Many of the newly targeted companies are subsidiaries and affiliates of major state-owned companies and other businesses named on the earlier blacklist. They include a clutch of companies tied to the state-owned aerospace giant Aviation Industry Corporation of China and two financing affiliates of telecommunications gear-maker Huawei Technologies.
The new order prevents Americans from investing in those companies, with a 60-day grace period, until Aug. 2, before sanctions begin and a one-year period for Americans already invested in the firms – either directly or via mutual and index or other funds – to divest themselves.
5) I’ve long advocated for the U.S. Securities and Exchange Commission (“SEC”) to ban all Chinese companies from listing on U.S. exchanges due to widespread fraud over the past decade, which continues to this day.

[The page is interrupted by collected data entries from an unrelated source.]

impl Capturer {
    pub fn new(settings: &BrowserSettings, metrics: Arc<Metrics>) -> Result<Self, CaptureError> {
        let mut builder = reqwest::Client::builder();
        if let Some(user_agent) = &settings.user_agent {
            builder = builder.user_agent(user_agent.clone());
        }

        Ok(Self {
            http: builder.build()?,
            stealth: settings.stealth,
            metrics,
        })
    }

    /// Capture `url` with a fresh page from `source`.
    pub async fn capture(
        &self,
        source: &dyn PageSource,
        url: &str,
        options: &CaptureOptions,
    ) -> Result<CaptureResult, CaptureError> {
        let start = std::time::Instant::now();
        self.metrics.capture_started();

        let result = self.run(source, url, options).await;

        self.metrics.record_capture(start.elapsed(), result.is_ok());
        match &result {
            Ok(capture) => info!(
                "Captured {} in {} ({} transferred)",
                capture.url,
                utils::format_duration(start.elapsed()),
                utils::format_bytes(capture.transferred_bytes)
            ),
            Err(e) => warn!("Capture of {} failed: {}", url, e),
        }
        result
    }

    async fn run(
        &self,
        source: &dyn PageSource,
        url: &str,
        options: &CaptureOptions,
    ) -> Result<CaptureResult, CaptureError> {
        let input = utils::validate_url(url)?;
        let deadline = Instant::now() + options.timeout;

        let session = within(deadline, options.timeout, source.open_page()).await?;
        let outcome = self.run_on_page(session.clone(), &input, options, deadline).await;

        if let Err(e) = session.close().await {
            debug!("Failed to close page for {}: {}", input, e);
        }
        outcome
    }

    async fn run_on_page(
        &self,
        session: Arc<dyn PageSession>,
        input: &Url,
        options: &CaptureOptions,
        deadline: Instant,
    ) -> Result<CaptureResult, CaptureError> {
        let started = Utc::now();

        let mut correlator = Correlator::spawn(
            session.clone(),
            CorrelatorSettings {
                collect_responses: options.produce_trace,
                fetch_timeout: options.response_fetch_timeout,
                deadline,
            },
        );

        self.arm(&*session, &mut correlator, options).await;
        let injection_failures = self.inject_state(&*session, input, options).await;
        if !injection_failures.is_empty() {
            debug!("{} injection items failed for {}", injection_failures.len(), input);
        }

        let target =
            utils::viewer_target(&self.http, input, options.probe_timeout, deadline).await;

        let navigation =
            navigate(&*session, &target, &options.wait_until, deadline, options.timeout).await;
        if let Err(e) = navigation {
            correlator.abort();
            return Err(e);
        }
        debug!("{} reached {}", target, options.wait_until);

        self.run_site_script(&*session, input, deadline).await;
        settle(&*session, options, deadline).await;

        let result_url = utils::revert_viewer_url(&target);
        let artifacts = match self
            .capture_artifacts(&*session, &result_url, options, deadline)
            .await
        {
            Ok(artifacts) => artifacts,
            Err(e) => {
                correlator.abort();
                return Err(e);
            }
        };

        let log = correlator.drain().await;
        self.metrics.record_transferred(log.transferred_bytes);

        let har = if options.produce_trace {
            self.metrics.record_trace(log.entry_count());
            match har::compose(&log, &result_url, started) {
                Ok(bytes) => {
                    self.store_degraded(options, ArtifactKind::Har, &result_url, bytes)
                        .await
                }
                Err(e) => {
                    self.degraded("har", &e);
                    None
                }
            }
        } else {
            None
        };

        Ok(CaptureResult {
            url: result_url,
            title: artifacts.title,
            image: artifacts.image,
            html: artifacts.html,
            pdf: artifacts.pdf,
            har,
            transferred_bytes: log.transferred_bytes,
        })
    }

    /// Install listeners and page settings before anything is loaded.
    async fn arm(
        &self,
        session: &dyn PageSession,
        correlator: &mut Correlator,
        options: &CaptureOptions,
    ) {
        match session.network_events().await {
            Ok(events) => correlator.listen(events),
            Err(e) => self.degraded("network", &e),
        }
        if let Err(e) = session.auto_dismiss_dialogs().await {
            self.degraded("dialogs", &e);
        }
        if let Err(e) = session.enable_domains().await {
            self.degraded("domains", &e);
        }
        if let Err(e) = session.emulate_viewport(&options.viewport).await {
            self.degraded("emulation", &e);
        }
        if let Err(e) = session.deny_downloads().await {
            self.degraded("downloads", &e);
        }
        if self.stealth {
            if let Err(e) = session.add_script_on_new_document(scripts::STEALTH_SCRIPT).await {
                self.degraded("stealth", &e);
            }
        }
    }

    /// Best-effort cookie and local storage injection. Returns the failures.
    async fn inject_state(
        &self,
        session: &dyn PageSession,
        input: &Url,
        options: &CaptureOptions,
    ) -> Vec<CaptureError> {
        let mut failures = Vec::new();

        for cookie in &options.cookies {
            if let Err(e) = session.set_cookie(cookie).await {
                debug!("Cookie {} for {} not set: {}", cookie.name, cookie.domain, e);
                failures.push(e);
            }
        }

        let host = &input[url::Position::BeforeHost..url::Position::AfterPort];
        for item in options.storage.iter().filter(|item| item.host == host) {
            let script = scripts::local_storage_script(&item.host, &item.key, &item.value);
            if let Err(e) = session.add_script_on_new_document(&script).await {
                debug!("Local storage item {} not set: {}", item.key, e);
                failures.push(e);
            }
        }

        for failure in &failures {
            self.degraded("injection", failure);
        }
        failures
    }

    async fn run_site_script(&self, session: &dyn PageSession, input: &Url, deadline: Instant) {
        let Some(expression) = input.host_str().and_then(scripts::site_expression) else {
            return;
        };

        match timeout_at(deadline, session.evaluate(&expression)).await {
            Ok(Ok(_)) => debug!("Ran site script for {}", input),
            Ok(Err(e)) => self.degraded("site_script", &e),
            Err(_) => debug!("Site script for {} ran into the deadline", input),
        }
    }

    async fn capture_artifacts(
        &self,
        session: &dyn PageSession,
        url: &str,
        options: &CaptureOptions,
        deadline: Instant,
    ) -> Result<PageArtifacts, CaptureError> {
        let title = match within(deadline, options.timeout, session.title()).await {
            Ok(title) => title.unwrap_or_default(),
            Err(e @ CaptureError::Timeout(_)) => return Err(e),
            Err(e) => {
                self.degraded("title", &e);
                String::new()
            }
        };

        let clip = match within(deadline, options.timeout, session.content_size()).await {
            Ok((width, height)) => clip_for(width, height, options),
            Err(e @ CaptureError::Timeout(_)) => return Err(e),
            Err(e) => {
                self.degraded("layout", &e);
                clip_for(0.0, 0.0, options)
            }
        };

        let format = options.effective_format();
        let image_bytes = within(
            deadline,
            options.timeout,
            session.capture_image(clip, options.quality, format),
        )
        .await?;
        let image = options
            .sink
            .store(ArtifactKind::Image(format), url, image_bytes)
            .await?;

        let html = if options.produce_html {
            match within(deadline, options.timeout, session.outer_html()).await {
                Ok(html) => {
                    self.store_degraded(options, ArtifactKind::Html, url, html.into_bytes())
                        .await
                }
                Err(e) => {
                    self.degraded("html", &e);
                    None
                }
            }
        } else {
            None
        };

        let pdf = if options.produce_pdf {
            match within(deadline, options.timeout, session.render_pdf()).await {
                Ok(pdf) => self.store_degraded(options, ArtifactKind::Pdf, url, pdf).await,
                Err(e) => {
                    self.degraded("pdf", &e);
                    None
                }
            }
        } else {
            None
        };

        Ok(PageArtifacts {
            title,
            image,
            html,
            pdf,
        })
    }

    async fn store_degraded(
        &self,
        options: &CaptureOptions,
        kind: ArtifactKind,
        url: &str,
        bytes: Vec<u8>,
    ) -> Option<Artifact> {
        match options.sink.store(kind, url, bytes).await {
            Ok(artifact) => Some(artifact),
            Err(e) => {
                self.degraded("sink", &e);
                None
            }
        }
    }

    fn degraded(&self, stage: &'static str, error: &CaptureError) {
        warn!("Degraded capture step {}: {}", stage, error);
        self.metrics.record_degraded(stage);
    }
}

For example, remember the New Jersey sandwich shop, Hometown International (HWIN), that Greenlight Capital’s David Einhorn wrote about in April? This in-depth story in this weekend’s New York Times Magazine reveals ties to Hong Kong and Macao, both of which are controlled by China: The Mystery of the $113 Million Deli. Excerpt:
The most notorious run of shell-company reverse mergers occurred between 2006 and 2012. At the time, the Chinese economy was growing rapidly. Americans wanted in, and China was happy to accept the flood of dollars. Not all Chinese firms could list directly on U.S. exchanges, though, so they went public via reverse mergers instead. Brokerage houses in the U.S. started to push these stocks on their clients, making a killing in transaction fees along the way.
But as the 2017 documentary The China Hustle recounted, many of these supposedly fast-growing firms were frauds. In one scene in the movie, the American investor Carson Block visits what is supposedly a high-volume paper mill and finds what looks like a garbage dump. In another, the investor Dan David puts a surveillance team on a huge fertilizer firm and learns that it employs a single truck driver.
One advantage of a shell company can be the ability to choose where it’s located – to choose the state whose corporate law you want to “rent.” You rent the law, usually, in one of two places. Delaware is the blue-chip state, easy on business; a majority of Fortune 500 companies are incorporated there. In a much-cited Harvard Business School paper from 2013, researchers found a correlation between reverse mergers in Delaware and clean SEC filings…
Coker described an OTC [over the counter] company that might make a good vehicle for a reverse merger. Maso, which was frequently approached by Asian and European firms looking to go public in the American market, agreed. The firm put $2.5 million into Hometown, giving itself a stake in whatever merged entity ultimately resulted from the deal. A Macao-based firm, Global Equity Limited, followed with an investment of about $2 million, which they acquired from Peter Coker Jr., who, according to an SEC filing, had acquired his shares from Lindenmuth and Morina for $3,000.
According to a person familiar with the deal, here is what was supposed to happen next. Once Maso selected a target company that wanted to merge with Hometown, the parties would work out a “merger ratio” – the precise combination of shares and stock options that each party would wind up owning in the new business. In determining the ratio, Hometown’s absurd market capitalization would become irrelevant. One securities lawyer told me that a private company that used the public shell company’s share price as the sole metric for estimating its value before the merger would have to be “so naïve.”
6) As you read this, my wife and I are on a flight to Las Vegas for a friend’s 65th birthday bash this weekend.
We were planning to go hiking tomorrow in Red Rock Canyon National Conservation Area, where I climbed with a guide for 12 days in October (see pics here and here), until we looked at the forecast – it’s supposed to hit 106 degrees – so, if you’re in town, look for us by the pool at the Wynn!